“Brooklyn’s Most Wanted” parades an impressive perp walk of 100 of the Borough’s most notorious, ranking them meticulously from bad to worst. From crime bosses to career criminals to corrupt politicians, pedophile priests to Ponzi scammers, this is not your usual crime chronicle. You want labor racketeering, Ponzi scheming, hijacking, murder, loan sharking, arson, illegal gambling, money laundering? Fugetaboutit!
Take this guided tour through gangland that rips open the underbelly of Brooklyn, the broken land, to see what spills, from the South Brooklyn Boys to the Soviet thugs of Brighton Beach’s Little Odessa.
Want to know what Billy the Kid, John Wilkes Booth and the Son of Sam all have in common?
Brooklyn.
Anthony “Gaspipe” Casso, Al Capone, Frankie Yale, Paul Vario, Roy DeMeo and so many more malicious malcontents and maniacs stalk these pages, as author Craig McGuire rank a rogues’ gallery of the best of the worst from Brooklyn’s crime-ridden past and present.
This includes more than a century of screaming crime blotter headlines, spotlighting epic cases, like The Brooklyn Godmother, The Sex Killer of Brooklyn, The Nurse Girl Murder, The Long Island Railroad Massacre, The Thrill Kills Gang, and many more. From “Son of Sam” to “Son of Sal,” “Little Lepke” to “Big Paulie,” “The Butcher of Brooklyn,” “The Vampire of Brooklyn,” “The Gang Who Couldn’t Shoot Straight,” even “The Man Who Murdered Brooklyn Baseball,” they’re all here.
Much more than Murder Incorporated, this book features kingpins and lone wolves alike, with a line-up featuring many of the multi-ethnic mobs mimicking the original La Cosa Nostra– the Russian Mafia, the Albanian Mafia, the Polish Mafia, the Greek Mafia– in fact, this book contains more Mafias than you can shake a bloody blackjack at.
The author’s proprietary Notorious Brooklyn Index analyzes criminal activity, socio-economic type, notoriety, relation to Brooklyn and more for a final score that’s far from conjecture—though it will undoubtedly spark debate.
Welcome to Gangland, U.S.A.–A.K.A. the bloody, brutal killing grounds of Brooklyn, New York.
Watch your back!
“Never has anyone put together a look into so many of Brooklyn’s worst.

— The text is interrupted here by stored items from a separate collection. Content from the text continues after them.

//! # flowtrace Prelude
//!
//! This module provides a convenient prelude for the most commonly used types
//! and traits from the flowtrace library. Import this module to get quick
//! access to the essential types for path tracing and state replay.

// ================================================================================================
// Core Types and Error Handling
// ================================================================================================

/// The main error type for all flowtrace operations
pub use crate::Error;

/// The result type used throughout flowtrace
pub use crate::Result;

// ================================================================================================
// Function Graph
// ================================================================================================

/// One basic block of an analyzed function
pub use crate::flow::Block;

/// The control-flow graph of one function
pub use crate::flow::FunctionGraph;

/// Adapter boundary to the external disassembler
pub use crate::flow::{BlockSpec, CfgSource, FunctionSpec};

// ================================================================================================
// Traversal
// ================================================================================================

/// Lazy traversal iterators and their ordering parameters
pub use crate::flow::{AddressWalk, BlockWalk, Direction, Strategy};

// ================================================================================================
// Path Enumeration and State Replay
// ================================================================================================

/// Consumed emulation capability
pub use crate::emulation::Emulator;

/// Lazy, memoized enumeration of all paths to a target address
pub use crate::paths::{PathFinder, Paths};

/// One block occurrence on one path, with cached state replay
pub use crate::paths::PathNode;
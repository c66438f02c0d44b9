//! Basic block representation.
//!
//! A [`Block`] is a standalone value type describing one maximal straight-line
//! instruction range of a function. Blocks are constructed once, when the owning
//! [`FunctionGraph`](crate::flow::FunctionGraph) is built from a
//! [`CfgSource`](crate::flow::CfgSource), and are immutable afterwards. They
//! deliberately do not borrow or extend the CFG source's own object model: all
//! data is pulled out of the source at graph-build time so the rest of the
//! system works with stable, comparison-safe node identities.

use std::fmt;
use std::hash::{Hash, Hasher};

/// A basic block of an analyzed function.
///
/// Covers the half-open address range `[start, end)`. Within one
/// [`FunctionGraph`](crate::flow::FunctionGraph) the ranges of distinct blocks
/// never overlap, so a block is fully identified by its `start` address:
/// equality, ordering and hashing are defined solely by `start`.
///
/// Predecessor and successor edges are stored as the start addresses of the
/// neighboring blocks and resolved through the owning graph (see
/// [`FunctionGraph::predecessors`](crate::flow::FunctionGraph::predecessors)
/// and [`FunctionGraph::successors`](crate::flow::FunctionGraph::successors)).
///
/// # Examples
///
/// ```rust,ignore
/// let block = graph.block_containing(0x401023).unwrap();
/// assert!(block.contains(0x401023));
/// for pred in graph.predecessors(block) {
///     println!("predecessor at 0x{:X}", pred.start());
/// }
/// ```
#[derive(Debug, Clone)]
pub struct Block {
    /// Address of the first instruction in the block.
    start: u64,
    /// Address one past the last instruction in the block (exclusive).
    end: u64,
    /// Start addresses of the blocks that can branch or fall through into this one.
    predecessors: Vec<u64>,
    /// Start addresses of the blocks reachable from this one.
    successors: Vec<u64>,
}

impl Block {
    /// Creates a new block over `[start, end)` with the given edge sets.
    ///
    /// Only the owning graph constructs blocks; validation of the range and of
    /// the edge targets happens during
    /// [`FunctionGraph::build`](crate::flow::FunctionGraph::build).
    pub(crate) fn new(start: u64, end: u64, predecessors: Vec<u64>, successors: Vec<u64>) -> Self {
        Self {
            start,
            end,
            predecessors,
            successors,
        }
    }

    /// Returns the address of the first instruction in this block.
    #[must_use]
    pub const fn start(&self) -> u64 {
        self.start
    }

    /// Returns the exclusive end address of this block.
    #[must_use]
    pub const fn end(&self) -> u64 {
        self.end
    }

    /// Returns `true` if `address` lies within this block's range.
    ///
    /// The range is half-open: `start` is included, `end` is not.
    #[must_use]
    pub const fn contains(&self, address: u64) -> bool {
        self.start <= address && address < self.end
    }

    /// Returns the start addresses of this block's predecessors.
    ///
    /// Order is the order the CFG source reported the edges in.
    #[must_use]
    pub fn predecessors(&self) -> &[u64] {
        &self.predecessors
    }

    /// Returns the start addresses of this block's successors.
    ///
    /// Order is the order the CFG source reported the edges in.
    #[must_use]
    pub fn successors(&self) -> &[u64] {
        &self.successors
    }
}

impl PartialEq for Block {
    fn eq(&self, other: &Self) -> bool {
        self.start == other.start
    }
}

impl Eq for Block {}

impl PartialOrd for Block {
    fn partial_cmp(&self, other: &Self) -> Option<std::cmp::Ordering> {
        Some(self.cmp(other))
    }
}

impl Ord for Block {
    fn cmp(&self, other: &Self) -> std::cmp::Ordering {
        self.start.cmp(&other.start)
    }
}

impl Hash for Block {
    fn hash<H: Hasher>(&self, state: &mut H) {
        self.start.hash(state);
    }
}

impl fmt::Display for Block {
    fn fmt(&self, f: &mut fmt::Formatter<'_>) -> fmt::Result {
        write!(f, "Block(0x{:08X}..0x{:08X})", self.start, self.end)
    }
}
//! Function graph abstraction and traversals.
//!
//! This module turns the block layout an external disassembler recovered into
//! stable value types and provides the traversal orderings the rest of the
//! crate builds on:
//!
//! - [`Block`] - one basic block, identified by its start address
//! - [`FunctionGraph`] - the CFG of one function, built from a [`CfgSource`]
//! - [`BlockWalk`] / [`AddressWalk`] - lazy forward/reverse, depth/breadth
//!   first traversals over blocks or instruction addresses
//!
//! # Example
//!
//! ```rust,ignore
//! use flowtrace::{Direction, FunctionGraph, Strategy};
//!
//! let graph = FunctionGraph::build(source, 0x401000)?;
//! for block in graph.walk_blocks(Strategy::DepthFirst, Direction::Forward, None)? {
//!     println!("{block}");
//! }
//! ```

mod block;
mod graph;
mod source;
pub mod traversal;

pub use block::Block;
pub use graph::FunctionGraph;
pub use source::{BlockSpec, CfgSource, FunctionSpec};
pub use traversal::{AddressWalk, BlockWalk, Direction, Strategy};
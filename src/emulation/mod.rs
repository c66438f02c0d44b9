//! Consumed emulation capability.
//!
//! This crate replays processor state along control-flow paths but does not
//! implement instruction semantics itself. An [`Emulator`] is supplied by the
//! embedding application and applies one instruction at a time to an opaque
//! state snapshot. The state type only has to be cloneable: path nodes cache
//! one snapshot each and hand out independent copies to callers.
//!
//! There is no process-wide emulator setup. An emulator instance is created
//! explicitly and passed into [`PathFinder::new`](crate::PathFinder::new);
//! path nodes share it through an [`Arc`](std::sync::Arc).

use std::fmt::Debug;

use crate::Result;

/// Applies instruction semantics to an opaque state snapshot.
///
/// Implementations advance a [`State`](Self::State) by exactly one instruction
/// per [`execute`](Self::execute) call and produce the empty initial state for
/// function entry points. `execute` takes `&self`: an emulator shared between
/// path nodes must keep any internal bookkeeping behind interior mutability.
///
/// # Examples
///
/// ```rust
/// use flowtrace::{Emulator, Result};
///
/// /// Toy emulator that only records which addresses were executed.
/// #[derive(Debug)]
/// struct Recorder;
///
/// impl Emulator for Recorder {
///     type State = Vec<u64>;
///
///     fn initial_state(&self) -> Self::State {
///         Vec::new()
///     }
///
///     fn execute(&self, state: &mut Self::State, address: u64) -> Result<()> {
///         state.push(address);
///         Ok(())
///     }
/// }
/// ```
pub trait Emulator: Debug + Send + Sync {
    /// Register/memory snapshot advanced by this emulator.
    type State: Clone;

    /// Produces the empty state a function is entered with.
    ///
    /// Used as the replay base for path nodes that have no parent, i.e. the
    /// entry block of a function.
    fn initial_state(&self) -> Self::State;

    /// Applies the single instruction at `address` to `state`.
    ///
    /// # Errors
    ///
    /// Returns an error if the instruction cannot be decoded or its semantics
    /// are unsupported, typically
    /// [`Error::UnresolvedInstruction`](crate::Error::UnresolvedInstruction).
    /// The failure is propagated to the caller of
    /// [`PathNode::state_at`](crate::PathNode::state_at) rather than skipped,
    /// since skipping would corrupt every state derived from it.
    fn execute(&self, state: &mut Self::State, address: u64) -> Result<()>;
}
//! Shared fixtures for integration tests: a scripted CFG source and an
//! instruction-counting emulator, exercising the crate through its public API
//! only.

#![allow(dead_code)]

use std::sync::atomic::{AtomicUsize, Ordering};
use std::sync::Arc;

use flowtrace::{
    BlockSpec, CfgSource, Emulator, Error, FunctionGraph, FunctionSpec, Result,
};

/// Scripted CFG source for one synthetic function.
///
/// Every address in a block is one instruction (stride 1) unless a stride is
/// given, mirroring how a disassembler would report instruction heads.
#[derive(Debug)]
pub struct ScriptedCfg {
    start: u64,
    end: u64,
    blocks: Vec<BlockSpec>,
    stride: u64,
}

impl ScriptedCfg {
    /// Builds a source from `(start, end, successors)` triples; predecessors
    /// are derived from the successor edges.
    pub fn new(bounds: (u64, u64), blocks: &[(u64, u64, &[u64])]) -> Self {
        Self::with_stride(bounds, blocks, 1)
    }

    pub fn with_stride(bounds: (u64, u64), blocks: &[(u64, u64, &[u64])], stride: u64) -> Self {
        let specs = blocks
            .iter()
            .map(|&(start, end, successors)| BlockSpec {
                start,
                end,
                predecessors: blocks
                    .iter()
                    .filter(|&&(_, _, succs)| succs.contains(&start))
                    .map(|&(pred, _, _)| pred)
                    .collect(),
                successors: successors.to_vec(),
            })
            .collect();

        Self {
            start: bounds.0,
            end: bounds.1,
            blocks: specs,
            stride,
        }
    }

    /// Convenience: build the [`FunctionGraph`] for this source.
    pub fn graph(self) -> FunctionGraph {
        let start = self.start;
        FunctionGraph::build(Arc::new(self), start).expect("fixture graph must build")
    }
}

impl CfgSource for ScriptedCfg {
    fn function(&self, address: u64) -> Result<FunctionSpec> {
        if address < self.start || address >= self.end {
            return Err(Error::AddressOutOfFunction {
                address,
                start: self.start,
                end: self.end,
            });
        }
        Ok(FunctionSpec {
            start: self.start,
            end: self.end,
            blocks: self.blocks.clone(),
        })
    }

    fn instructions(&self, start: u64, end: u64) -> Vec<u64> {
        (start..end)
            .filter(|address| (address - self.start) % self.stride == 0)
            .collect()
    }
}

/// Emulation state recording every executed instruction address in order.
#[derive(Debug, Clone, PartialEq, Eq, Default)]
pub struct Trace {
    pub executed: Vec<u64>,
}

/// Emulator that records execution and counts instruction applications,
/// making incremental replay observable from the outside.
#[derive(Debug, Default)]
pub struct MeterEmulator {
    applied: AtomicUsize,
}

impl MeterEmulator {
    pub fn new() -> Self {
        Self::default()
    }

    /// Total instruction applications across all replayed states.
    pub fn applied(&self) -> usize {
        self.applied.load(Ordering::SeqCst)
    }
}

impl Emulator for MeterEmulator {
    type State = Trace;

    fn initial_state(&self) -> Self::State {
        Trace::default()
    }

    fn execute(&self, state: &mut Self::State, address: u64) -> Result<()> {
        self.applied.fetch_add(1, Ordering::SeqCst);
        state.executed.push(address);
        Ok(())
    }
}
/// Distribute `op` over the first argument that is one of `over`:
/// `a . (b : c) . d = (a . b . d) : (a . c . d)`.
fn distribute(op: ExprOp, args: &[Expr], over: &[ExprOp]) -> Option<(ExprOp, Vec<Expr>)> {
    for (i, arg) in args.iter().enumerate() {
        let Expr::Node(inner, sub) = arg else {
            continue;
        };
        if !over.contains(inner) {
            continue;
        }
        let distributed = sub
            .iter()
            .map(|term| {
                let mut inner_args: Vec<Expr> = args[..i].to_vec();
                inner_args.push(term.clone());
                inner_args.extend(args[i + 1..].iter().cloned());
                Expr::node(op, inner_args)
            })
            .collect();
        return Some((*inner, distributed));
    }
    None
}

/// Distribute a shift over its left operand: `(a : b) . c = (a . c) : (b . c)`.
fn distribute_left(
    op: ExprOp,
    lhs: &Expr,
    rhs: &Expr,
    over: &[ExprOp],
) -> Option<(ExprOp, Vec<Expr>)> {
    let Expr::Node(inner, sub) = lhs else {
        return None;
    };
    if !over.contains(inner) {
        return None;
    }
    let distributed = sub
        .iter()
        .map(|term| Expr::node(op, vec![term.clone(), rhs.clone()]))
        .collect();
    Some((*inner, distributed))
}

fn collapse(op: ExprOp, set: BTreeSet<Expr>) -> Expr {
    let mut args: Vec<Expr> = set.into_iter().collect();
    if args.len() == 1 {
        args.pop().expect("length checked")
    } else {
        Expr::raw(op, args)
    }
}

fn two(args: &mut Vec<Expr>) -> (Expr, Expr) {
    debug_assert_eq!(args.len(), 2);
    let rhs = args.pop().expect("binary node");
    let lhs = args.pop().expect("binary node");
    (lhs, rhs)
}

This is a great read I highly recommend.” – Thomas Dades, retired NYPD Detective and Bestselling Author of “Friends of the Family: The Inside Story of the Mafia Cops Case”
From The Book:
What makes one crime more notorious than all the others?
Is it the hey-I-know-that-bank setting? The you-couldn’t-make-this-stuff-up motive? The are-you-kidding-me cast of characters? The that-could-be-me innocents with guns to their heads?
All of the above?
Little did John Wojtowicz know that on the morning of Tuesday, August 22, 1972, when he and two armed accomplices stormed the Chase Manhattan Bank at 450 Avenue P and East Third Street out on the edge of Gravesend, that they would be the the center of a hostage crisis unfolding on live television.
He was just trying to pay for his boyfriend’s sex-change operation.
The botched Brooklyn holdup led to a dramatic 14-hour hostage siege captured in a compelling Life magazine article, “The Boys in the Bank,” by P.F. Kluge and Thomas Moore.
That led to the provocative 1975 film “Dog Day Afternoon” directed by Sidney Lumet and starring Al Pacion, John Cazale, and Charles Durning. And that led to six Academy Award nominations in 1975, winning the Oscar for Best Screenplay.
Those of us from Brooklyn know that nowhere is the summertime slaughter on the senses as insufferable as when we descend into the depths of the Dog Days. I imagine that when Wojtowicz walked down Avenue P that morning he saw those familiar waves of shimmering heat drawing up from the Brooklyn blacktop.
In the Northern hemisphere during the summer months at sunrise that Orion’s hound, the Dog Star of Sirius in the constellation Canis Major, is visible just above the Eastern horizon. The ancient Greeks lamented such glimpses of the Dog Star, for they knew of the infernal heat sure to follow.
Anyone from Brooklyn knows how strange things can happen during the Dog Days of summer.
While based on the events of that Dog Day afternoon, the film departed from reality in key aspects, as itemized in a rant written by Wojtowicz and submitted to The New York Times upon the film’s release.
The more recent 2014 documentary, “The Dog,” hewed closer to the fantastic facts provided by Wojtowicz , who died before its release.
Flash back to August 1972. Wojtowicz, 27 years old, was a married man and Vietnam veteran living a double life of lies. A gay man exploring his sexually in New York’s underground at a time when the Gay Rights Movement was taking shape, Wojtowicz decided to rob a bank to pay for his boyfriend’s sex-change operation.
Now there is a backstop plot for a movie, and the plot only thickened from there.